The Method
JSP uses semi-formal steps to capture the existing structure of a program's inputs and outputs in the structure of the program itself.
The intent is to create programs which are easy to modify over their lifetime. Jackson's major insight was that requirement changes are usually minor tweaks to the existing structures. For a program constructed using JSP, the inputs, the outputs, and the internal structures of the program all match, so small changes to the inputs and outputs should translate into small changes to the program.
JSP structures programs in terms of four component types:
- fundamental operations
- sequences
- iterations
- selections
The method begins by describing a program's inputs in terms of the four fundamental component types. It then goes on to describe the program's outputs in the same way. Each input and output is modelled as a separate Data Structure Diagram (DSD). To make JSP work for compute-intensive applications, such as digital signal processing (DSP) it is also necessary to draw algorithm structure diagrams, which focus on internal data structures rather than input and output ones.
The input and output structures are then unified or merged into a final program structure, known as a Program Structure Diagram (PSD). This step may involve the addition of a small amount of high level control structure to marry up the inputs and outputs. Some programs process all the input before doing any output, whilst others read in one record, write one record and iterate. Such approaches have to be captured in the PSD.
The PSD, which is language neutral, is then implemented in a programming language. JSP is geared towards programming at the level of control structures, so the implemented designs use just primitive operations, sequences, iterations and selections. JSP is not used to structure programs at the level of classes and objects, although it can helpfully structure control flow within a class's methods.
JSP uses a diagramming notation to describe the structure of inputs, outputs and programs, with diagram elements for each of the fundamental component types.

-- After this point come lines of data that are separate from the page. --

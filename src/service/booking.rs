//! Booking lifecycle service.
//!
//! Enforces the booking state machine: a booking is created WAITING by a
//! non-owner on an available item and moved exactly once to APPROVED or
//! REJECTED by the item's owner. Listing endpoints filter by a typed state
//! against a single `now` captured per call.

use chrono::Utc;
use sea_orm::DatabaseConnection;
use std::collections::HashMap;

use crate::{
    data::{booking::BookingRepository, item::ItemRepository, user::UserRepository},
    error::AppError,
    model::booking::{BookedItemDto, BookingDto, BookingStatus, CreateBookingDto, StateFilter},
    model::user::UserDto,
};

pub struct BookingService<'a> {
    db: &'a DatabaseConnection,
}

impl<'a> BookingService<'a> {
    pub fn new(db: &'a DatabaseConnection) -> Self {
        Self { db }
    }

    /// Creates a new WAITING booking for an item.
    ///
    /// Preconditions, checked in order: the booker and the item exist, the
    /// item is available, the time window is well-formed and does not start in
    /// the past, and the booker is not the item's owner. The ownership
    /// violation is deliberately reported as `NotFound` rather than a
    /// permission error.
    ///
    /// # Arguments
    /// - `booker_id` - ID of the requesting user
    /// - `dto` - Requested item and time window
    ///
    /// # Returns
    /// - `Ok(BookingDto)` - The created booking, status WAITING
    /// - `Err(AppError)` - `NotFound` or `Validation` per the rules above
    pub async fn create(
        &self,
        booker_id: i32,
        dto: CreateBookingDto,
    ) -> Result<BookingDto, AppError> {
        let booker = UserRepository::new(self.db)
            .get_by_id(booker_id)
            .await?
            .ok_or_else(|| AppError::NotFound("User not found".to_string()))?;

        let item = ItemRepository::new(self.db)
            .get_by_id(dto.item_id)
            .await?
            .ok_or_else(|| AppError::NotFound("Item not found".to_string()))?;

        if !item.available {
            return Err(AppError::Validation("Item is not available".to_string()));
        }

        if dto.end <= dto.start {
            return Err(AppError::Validation(
                "Booking end must be after its start".to_string(),
            ));
        }

        if dto.start < Utc::now() {
            return Err(AppError::Validation(
                "Booking start must not be in the past".to_string(),
            ));
        }

        if booker.id == item.owner_id {
            return Err(AppError::NotFound("Owner can't book this item".to_string()));
        }

        let booking = BookingRepository::new(self.db)
            .create(item.id, booker.id, dto.start, dto.end)
            .await?;

        Self::to_dto(booking, &item, &booker)
    }

    /// Approves or rejects a WAITING booking.
    ///
    /// Only the item's owner may decide, and a booking can be decided exactly
    /// once: any further decision attempt is a validation failure, whether it
    /// repeats the stored state or tries to flip it.
    ///
    /// # Arguments
    /// - `booking_id` - ID of the booking to decide
    /// - `owner_id` - ID of the user making the decision
    /// - `approved` - `true` to approve, `false` to reject
    ///
    /// # Returns
    /// - `Ok(BookingDto)` - The booking with its terminal status
    /// - `Err(AppError::NotFound)` - Booking missing, or `owner_id` does not
    ///   own the item
    /// - `Err(AppError::Validation)` - Booking already decided
    pub async fn decide(
        &self,
        booking_id: i32,
        owner_id: i32,
        approved: bool,
    ) -> Result<BookingDto, AppError> {
        let repo = BookingRepository::new(self.db);

        let booking = repo.get_by_id(booking_id).await?.ok_or_else(|| {
            AppError::NotFound(format!("Booking with ID={} not found", booking_id))
        })?;

        let item = ItemRepository::new(self.db)
            .get_by_id(booking.item_id)
            .await?
            .ok_or_else(|| AppError::NotFound("Item not found".to_string()))?;

        if owner_id != item.owner_id {
            return Err(AppError::NotFound(
                "Status of booking cannot be updated because user is not the owner of item"
                    .to_string(),
            ));
        }

        let status = BookingStatus::from_db(&booking.status)?;
        let target = if approved {
            BookingStatus::Approved
        } else {
            BookingStatus::Rejected
        };

        if status != BookingStatus::Waiting {
            let message = match (status, target) {
                (BookingStatus::Approved, BookingStatus::Approved) => {
                    "Cannot approve already approved Booking".to_string()
                }
                (BookingStatus::Rejected, BookingStatus::Rejected) => {
                    "Cannot reject already rejected Booking".to_string()
                }
                _ => "Booking has already been decided".to_string(),
            };
            return Err(AppError::Validation(message));
        }

        let booker = UserRepository::new(self.db)
            .get_by_id(booking.booker_id)
            .await?
            .ok_or_else(|| AppError::NotFound("User not found".to_string()))?;

        let updated = repo.set_status(booking, target).await?;

        Self::to_dto(updated, &item, &booker)
    }

    /// Gets a booking by ID, visible only to its booker or the item's owner.
    ///
    /// # Arguments
    /// - `booking_id` - ID of the booking
    /// - `user_id` - ID of the requesting user
    ///
    /// # Returns
    /// - `Ok(BookingDto)` - The booking
    /// - `Err(AppError::NotFound)` - Booking missing, or the requester is
    ///   neither booker nor owner
    pub async fn get_by_id(&self, booking_id: i32, user_id: i32) -> Result<BookingDto, AppError> {
        let booking = BookingRepository::new(self.db)
            .get_by_id(booking_id)
            .await?
            .ok_or_else(|| {
                AppError::NotFound(format!("Booking with ID={} not found", booking_id))
            })?;

        let item = ItemRepository::new(self.db)
            .get_by_id(booking.item_id)
            .await?
            .ok_or_else(|| AppError::NotFound("Item not found".to_string()))?;

        if user_id != booking.booker_id && user_id != item.owner_id {
            return Err(AppError::NotFound(
                "Only owner or booker of a Booking can request data about it".to_string(),
            ));
        }

        let booker = UserRepository::new(self.db)
            .get_by_id(booking.booker_id)
            .await?
            .ok_or_else(|| AppError::NotFound("User not found".to_string()))?;

        Self::to_dto(booking, &item, &booker)
    }

    /// Lists a user's own bookings filtered by state, newest start first.
    ///
    /// # Arguments
    /// - `booker_id` - ID of the booking user, who must exist
    /// - `state` - Optional state filter string; missing means ALL
    /// - `from` - Number of bookings to skip (must be non-negative)
    /// - `size` - Page size (must be positive)
    ///
    /// # Returns
    /// - `Ok(Vec<BookingDto>)` - The matching page
    /// - `Err(AppError)` - Unknown state string, invalid pagination, or
    ///   missing user
    pub async fn list_for_booker(
        &self,
        booker_id: i32,
        state: Option<&str>,
        from: i64,
        size: i64,
    ) -> Result<Vec<BookingDto>, AppError> {
        let filter = StateFilter::parse(state)?;
        let (offset, limit) = super::to_page(from, size)?;
        self.require_user(booker_id).await?;

        let now = Utc::now();
        let bookings = BookingRepository::new(self.db)
            .find_for_booker(booker_id, filter, now, offset, limit)
            .await?;

        self.to_dtos(bookings).await
    }

    /// Lists the bookings of all items a user owns, filtered by state, newest
    /// start first.
    ///
    /// Same contract as [`Self::list_for_booker`], with the subject user being
    /// the items' owner.
    pub async fn list_for_owner(
        &self,
        owner_id: i32,
        state: Option<&str>,
        from: i64,
        size: i64,
    ) -> Result<Vec<BookingDto>, AppError> {
        let filter = StateFilter::parse(state)?;
        let (offset, limit) = super::to_page(from, size)?;
        self.require_user(owner_id).await?;

        let now = Utc::now();
        let bookings = BookingRepository::new(self.db)
            .find_for_owner(owner_id, filter, now, offset, limit)
            .await?;

        self.to_dtos(bookings).await
    }

    async fn require_user(&self, user_id: i32) -> Result<entity::user::Model, AppError> {
        UserRepository::new(self.db)
            .get_by_id(user_id)
            .await?
            .ok_or_else(|| AppError::NotFound("User not found".to_string()))
    }

    /// Maps a page of bookings to DTOs, batch-resolving the referenced items
    /// and bookers.
    async fn to_dtos(
        &self,
        bookings: Vec<entity::booking::Model>,
    ) -> Result<Vec<BookingDto>, AppError> {
        let item_ids: Vec<i32> = bookings.iter().map(|b| b.item_id).collect();
        let booker_ids: Vec<i32> = bookings.iter().map(|b| b.booker_id).collect();

        let items: HashMap<i32, entity::item::Model> = ItemRepository::new(self.db)
            .find_by_ids(item_ids)
            .await?
            .into_iter()
            .map(|i| (i.id, i))
            .collect();
        let bookers: HashMap<i32, entity::user::Model> = UserRepository::new(self.db)
            .find_by_ids(booker_ids)
            .await?
            .into_iter()
            .map(|u| (u.id, u))
            .collect();

        bookings
            .into_iter()
            .map(|booking| {
                let item = items.get(&booking.item_id).ok_or_else(|| {
                    AppError::InternalError(format!(
                        "Booking {} references missing item {}",
                        booking.id, booking.item_id
                    ))
                })?;
                let booker = bookers.get(&booking.booker_id).ok_or_else(|| {
                    AppError::InternalError(format!(
                        "Booking {} references missing user {}",
                        booking.id, booking.booker_id
                    ))
                })?;
                Self::to_dto(booking, item, booker)
            })
            .collect()
    }

    fn to_dto(
        booking: entity::booking::Model,
        item: &entity::item::Model,
        booker: &entity::user::Model,
    ) -> Result<BookingDto, AppError> {
        Ok(BookingDto {
            id: booking.id,
            start: booking.start,
            end: booking.end,
            status: BookingStatus::from_db(&booking.status)?,
            booker: UserDto {
                id: booker.id,
                name: booker.name.clone(),
                email: booker.email.clone(),
            },
            item: BookedItemDto {
                id: item.id,
                name: item.name.clone(),
            },
        })
    }
}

A simple operation is drawn as a box.
An operation
A sequence of operations is represented by boxes connected with lines. In the example below, operation A consists of the sequence of operations B, C and D.
A sequence
An iteration is again represented with joined boxes. In addition the iterated operation has a star in the top right corner of its box. In the example below, operation A consists of an iteration of zero or more invocations of operation B.
An iteration
Selection is similar to a sequence, but with a circle drawn in the top right hand corner of each optional operation. In the example, operation A consists of one and only one of operations B, C or D.